**THE DATA**
---+---

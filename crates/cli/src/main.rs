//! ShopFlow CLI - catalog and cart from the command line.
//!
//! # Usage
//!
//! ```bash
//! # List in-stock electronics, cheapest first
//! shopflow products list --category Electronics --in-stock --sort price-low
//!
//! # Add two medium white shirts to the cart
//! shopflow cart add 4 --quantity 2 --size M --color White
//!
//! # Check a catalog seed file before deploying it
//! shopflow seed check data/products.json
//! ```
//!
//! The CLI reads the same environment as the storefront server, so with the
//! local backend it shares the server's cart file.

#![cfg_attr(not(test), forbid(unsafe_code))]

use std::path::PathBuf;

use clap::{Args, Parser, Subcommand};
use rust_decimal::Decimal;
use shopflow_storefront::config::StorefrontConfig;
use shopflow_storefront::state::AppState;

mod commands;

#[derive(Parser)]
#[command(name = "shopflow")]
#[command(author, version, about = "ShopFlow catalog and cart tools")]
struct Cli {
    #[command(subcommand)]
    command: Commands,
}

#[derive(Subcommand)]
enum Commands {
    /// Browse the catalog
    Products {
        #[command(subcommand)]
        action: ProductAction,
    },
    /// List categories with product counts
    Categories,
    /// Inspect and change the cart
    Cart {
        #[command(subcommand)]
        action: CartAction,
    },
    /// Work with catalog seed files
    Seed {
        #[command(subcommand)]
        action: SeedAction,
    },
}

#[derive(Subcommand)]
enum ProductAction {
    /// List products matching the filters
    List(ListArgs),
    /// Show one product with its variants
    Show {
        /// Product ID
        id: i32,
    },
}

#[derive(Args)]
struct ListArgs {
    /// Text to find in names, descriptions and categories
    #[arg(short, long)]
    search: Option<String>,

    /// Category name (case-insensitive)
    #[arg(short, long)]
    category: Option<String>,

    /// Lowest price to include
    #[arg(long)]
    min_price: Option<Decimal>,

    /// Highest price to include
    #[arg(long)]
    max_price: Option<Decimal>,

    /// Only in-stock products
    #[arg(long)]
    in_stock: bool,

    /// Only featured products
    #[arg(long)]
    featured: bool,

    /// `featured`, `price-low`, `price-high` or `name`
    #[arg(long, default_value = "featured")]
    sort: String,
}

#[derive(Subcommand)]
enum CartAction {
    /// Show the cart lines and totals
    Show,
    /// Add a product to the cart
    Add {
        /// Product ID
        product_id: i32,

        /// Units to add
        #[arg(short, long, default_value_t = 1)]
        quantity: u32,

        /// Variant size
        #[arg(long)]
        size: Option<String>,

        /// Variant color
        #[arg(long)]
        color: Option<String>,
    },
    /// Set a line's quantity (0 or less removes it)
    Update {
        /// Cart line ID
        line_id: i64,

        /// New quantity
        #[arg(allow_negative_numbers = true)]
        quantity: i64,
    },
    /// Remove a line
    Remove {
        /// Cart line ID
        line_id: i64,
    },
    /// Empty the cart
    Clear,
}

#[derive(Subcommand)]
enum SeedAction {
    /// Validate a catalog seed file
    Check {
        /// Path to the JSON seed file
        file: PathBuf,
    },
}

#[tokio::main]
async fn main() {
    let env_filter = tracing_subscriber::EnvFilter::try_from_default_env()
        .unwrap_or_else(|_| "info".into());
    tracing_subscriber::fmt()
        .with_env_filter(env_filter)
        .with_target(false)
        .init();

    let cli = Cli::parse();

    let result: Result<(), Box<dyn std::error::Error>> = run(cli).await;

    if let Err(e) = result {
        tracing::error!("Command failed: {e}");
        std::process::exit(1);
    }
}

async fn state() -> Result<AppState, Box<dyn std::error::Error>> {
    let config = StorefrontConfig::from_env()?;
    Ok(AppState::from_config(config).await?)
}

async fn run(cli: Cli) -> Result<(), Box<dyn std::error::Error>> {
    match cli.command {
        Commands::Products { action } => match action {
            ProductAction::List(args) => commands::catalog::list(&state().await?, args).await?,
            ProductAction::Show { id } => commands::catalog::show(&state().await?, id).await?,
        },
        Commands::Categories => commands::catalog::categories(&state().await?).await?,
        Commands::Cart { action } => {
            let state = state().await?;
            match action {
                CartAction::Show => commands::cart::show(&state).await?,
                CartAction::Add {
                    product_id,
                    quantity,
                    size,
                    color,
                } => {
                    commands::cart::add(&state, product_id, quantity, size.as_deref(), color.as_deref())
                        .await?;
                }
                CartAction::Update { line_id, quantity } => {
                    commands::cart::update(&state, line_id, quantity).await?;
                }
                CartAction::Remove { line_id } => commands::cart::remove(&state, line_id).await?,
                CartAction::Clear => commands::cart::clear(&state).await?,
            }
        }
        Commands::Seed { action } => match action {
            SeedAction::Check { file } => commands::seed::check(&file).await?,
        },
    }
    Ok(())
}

---+---

In the entries above, find the lines containing the word "enum" and say how many there are, with no other words.

4